[llvm-dev] RFC: Atomic LL/SC loops in LLVM revisited

Thu Jun 14 04:32:11 PDT 2018

On 14 June 2018 at 10:28, Tim Northover via llvm-dev
<llvm-dev at lists.llvm.org> wrote:
>>   * I'd like to see ARM+AArch64+Hexagon move away from the problematic
>>   expansion in IR and to have that code deleted from AtomicExpandPass. Are
>>   there any objections?
>
> I think it would be a great shame and I'd like to avoid it if at all
> possible, though I'm also uncomfortable with the current situation.

Thanks for the reply Tim. It's definitely fair to highlight that ARM
and AArch64 has few documented restrictions on code within an LL/SC
loop when compared to e.g. RISC-V or MIPS. I'm not sure about Hexagon.

> The problem with late expansion is that even the simplest variants add
> some rather unpleasant pseudo-instructions, and I've never even seen
> anyone attempt to get good CodeGen out of it (simplest example being
> "add xD, xD, #1" in the loop for an increment but there are obviously
> more). Doing so would almost certainly involve duplicating a lot of
> basic arithmetic instructions into AtomicRMW variants.

Let's separate the concerns here:
1) Quality of codegen within the LL/SC loop
  * What is the specific concern here? The LL/SC loop contains a very
small number of instructions, even for the masked atomicrmw case. Are
you worried about an extra arithmetic instruction or two? Sub-optimal
control-flow? Something else?
2) Number of new pseudo-instructions which must be introduced
  * You'd need new pseudos for each word-sized atomicrmw which expands
to an ll/sc loop, and an additional one for the masked form of the
operation. You could reduce the number of pseudos by taking the
AtomicRMWInst::BinOp as a parameter. The code to map the atomic op to
the appropriate instruction is tedious but straight-forward.

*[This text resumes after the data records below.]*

//! Tutoring prompt assembly.
//!
//! [`assemble_prompt`] is a pure template render: the same category,
//! options and question always produce byte-identical text.

use crate::classifier::Category;
use crate::options::{PolitenessTier, ResponseOptions, SectionKind, UnderstandingTier};

/// Separator between prompt blocks.
const BLOCK_SEPARATOR: &str = "\n\n";

/// Rules shared by every section.
const FORMATTING_RULES: &str = "Rules for every section:\n\
- Write every formula in LaTeX display math ($$ ... $$) on its own line.\n\
- Do not embed formulas inside sentences.\n\
- Keep the layout organized and easy to read; bullet points are allowed.\n\
- Answer in the same language as the question, at textbook level.";

/// Persona line for each category.
#[must_use]
pub const fn persona(category: Category) -> &'static str {
    match category {
        Category::Math => "You are a high school mathematics teacher.",
        Category::Physics => "You are a high school physics teacher.",
        Category::Chemistry => "You are a high school chemistry teacher.",
        Category::Biology => "You are a high school biology teacher.",
        Category::EarthScience => "You are a high school earth science teacher.",
        Category::English => "You are a high school English teacher.",
        Category::Other => "You are a friendly teacher for high school students.",
    }
}

/// Instruction for the learner's level of understanding.
#[must_use]
pub const fn understanding_instruction(tier: UnderstandingTier) -> &'static str {
    match tier {
        UnderstandingTier::Shallow => {
            "The learner has a shallow understanding of this topic: start from the basics and do not skip steps."
        }
        UnderstandingTier::Average => {
            "The learner has an average understanding of this topic: explain at a standard textbook level."
        }
        UnderstandingTier::Deep => {
            "The learner has a deep understanding of this topic: keep the basics brief and focus on the key insight."
        }
    }
}

/// Instruction for the reply's tone and thoroughness.
#[must_use]
pub const fn politeness_instruction(tier: PolitenessTier) -> &'static str {
    match tier {
        PolitenessTier::Terse => {
            "Reply tersely, like a model answer on an exam, without unnecessary words."
        }
        PolitenessTier::Plain => {
            "Reply plainly and clearly, showing the formulas you use."
        }
        PolitenessTier::Thorough => {
            "Reply in a maximally thorough way that anyone can follow, deriving every formula you use."
        }
    }
}

/// What the model should put under each section header.
const fn section_instruction(kind: SectionKind) -> &'static str {
    match kind {
        SectionKind::Summary => {
            "Only summarize the key points of the problem. Do not give guidance, an explanation, or the answer."
        }
        SectionKind::Guidance => {
            "Only give hints and the approach for solving the problem. Do not summarize, explain, or answer."
        }
        SectionKind::Explanation => {
            "Only explain the steps that lead to the answer, then list the definitions and formulas you used."
        }
        SectionKind::Answer => {
            "Only give the final answer, written concisely as on an exam."
        }
    }
}

/// Renders the header block for one section.
fn section_block(kind: SectionKind) -> String {
    format!("### {}\n{}", kind.label(), section_instruction(kind))
}

/// Builds the tutoring prompt for `question`.
///
/// Blocks, in order: persona, understanding tier, politeness tier, shared
/// formatting rules, one header block per enabled section in canonical
/// order, and finally the verbatim question.
///
/// # Examples
///
/// ```
/// use focal_tutor::{assemble_prompt, Category, ResponseOptions};
///
/// let options = ResponseOptions::default();
/// let a = assemble_prompt(Category::Math, &options, "2x+3=7");
/// let b = assemble_prompt(Category::Math, &options, "2x+3=7");
/// assert_eq!(a, b);
/// assert!(a.ends_with("Question: 2x+3=7"));
/// ```
#[must_use]
pub fn assemble_prompt(category: Category, options: &ResponseOptions, question: &str) -> String {
    let mut blocks: Vec<String> = vec![
        persona(category).to_string(),
        understanding_instruction(options.understanding_tier()).to_string(),
        politeness_instruction(options.politeness_tier()).to_string(),
        FORMATTING_RULES.to_string(),
    ];

    if !options.sections.is_empty() {
        blocks.push(
            "Each section below is independent of the others. Do not add separator lines.\n\
             Reply using exactly the following format, with each header on its own line:"
                .to_string(),
        );
        blocks.extend(options.sections.iter().map(section_block));
    }

    blocks.push(format!("Question: {question}"));
    blocks.join(BLOCK_SEPARATOR)
}

#[cfg(test)]
mod tests {
    use super::*;
    use crate::options::{SectionSet, Sliders};

    fn options(kinds: &[SectionKind], understanding: f64, politeness: f64) -> ResponseOptions {
        ResponseOptions::new(
            SectionSet::of(kinds),
            Sliders {
                understanding,
                politeness,
            },
        )
    }

    fn header_count(prompt: &str) -> usize {
        prompt.lines().filter(|line| line.starts_with("### ")).count()
    }

    #[test]
    fn test_assemble_is_deterministic() {
        let opts = options(&SectionKind::ALL, 0.4, 0.7);
        let first = assemble_prompt(Category::Physics, &opts, "Why do objects fall?");
        let second = assemble_prompt(Category::Physics, &opts, "Why do objects fall?");
        assert_eq!(first, second);
    }

    #[test]
    fn test_assemble_math_scenario() {
        let opts = options(&[SectionKind::Summary, SectionKind::Answer], 0.2, 0.9);
        let prompt = assemble_prompt(Category::Math, &opts, "2x+3=7を解いて");

        assert!(prompt.starts_with(persona(Category::Math)));
        assert!(prompt.contains("shallow understanding"));
        assert!(prompt.contains("maximally thorough"));
        assert_eq!(header_count(&prompt), 2);
        assert!(prompt.contains("### summary\n"));
        assert!(prompt.contains("### answer\n"));
        assert!(prompt.ends_with("Question: 2x+3=7を解いて"));
    }

    #[test]
    fn test_sections_follow_canonical_order() {
        let opts = options(&[SectionKind::Answer, SectionKind::Guidance], 0.5, 0.5);
        let prompt = assemble_prompt(Category::Other, &opts, "q");
        let guidance = prompt.find("### guidance").unwrap_or(usize::MAX);
        let answer = prompt.find("### answer").unwrap_or(0);
        assert!(guidance < answer);
    }

    #[test]
    fn test_no_sections_means_no_header_blocks() {
        let opts = options(&[], 0.5, 0.5);
        let prompt = assemble_prompt(Category::English, &opts, "What is a gerund?");
        assert_eq!(header_count(&prompt), 0);
        assert!(!prompt.contains("following format"));
        assert!(prompt.ends_with("Question: What is a gerund?"));
    }

    #[test]
    fn test_tier_instructions_selected() {
        let prompt = assemble_prompt(Category::Biology, &options(&[], 0.9, 0.1), "q");
        assert!(prompt.contains("deep understanding"));
        assert!(prompt.contains("like a model answer on an exam"));

        let prompt = assemble_prompt(Category::Biology, &options(&[], 0.5, 0.5), "q");
        assert!(prompt.contains("average understanding"));
        assert!(prompt.contains("showing the formulas you use"));
    }

    #[test]
    fn test_every_category_has_a_distinct_persona() {
        let personas: std::collections::HashSet<_> =
            Category::ALL.iter().map(|c| persona(*c)).collect();
        assert_eq!(personas.len(), Category::ALL.len());
    }

    #[test]
    fn test_question_is_verbatim() {
        let question = "  ### answer\nsneaky  ";
        let prompt = assemble_prompt(Category::Other, &options(&[], 0.5, 0.5), question);
        assert!(prompt.ends_with(&format!("Question: {question}")));
    }
}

> Added to that is the fact that actual CPU implementations are often a
> lot less restrictive about what can go into a loop than is required
> (for example even spilling is fine on ours as long as the atomic
> object is not in the same cache-line; I suspect that's normal). That
> casts the issue in a distinctly theoretical light -- we've been doing
> this for years and as far as I'm aware nobody has ever hit the issue
> in the real world, or even had CodeGen go wrong in a way that *could*
> do so outside the -O0 situation.

That's true as long as the "Exclusives Reservation Granule" == 1
cache-line and you don't deterministically cause the reservation to be
cleared in some other way: e.g. repeatable geenrating a conflict miss
or triggering a trap etc. I don't think any Arm cores ship with
direct-mapped caches so I'll admit this is unlikely.

The possibility for issues increases if the Exclusives Reservation
Granule is larger. For the Cortex-M4, the ERG is the entire address
range <http://infocenter.arm.com/help/index.jsp?topic=/com.arm.doc.100166_0001_00_en/ric1417175928887.html>.
In that case, spills will surely clear the reservation.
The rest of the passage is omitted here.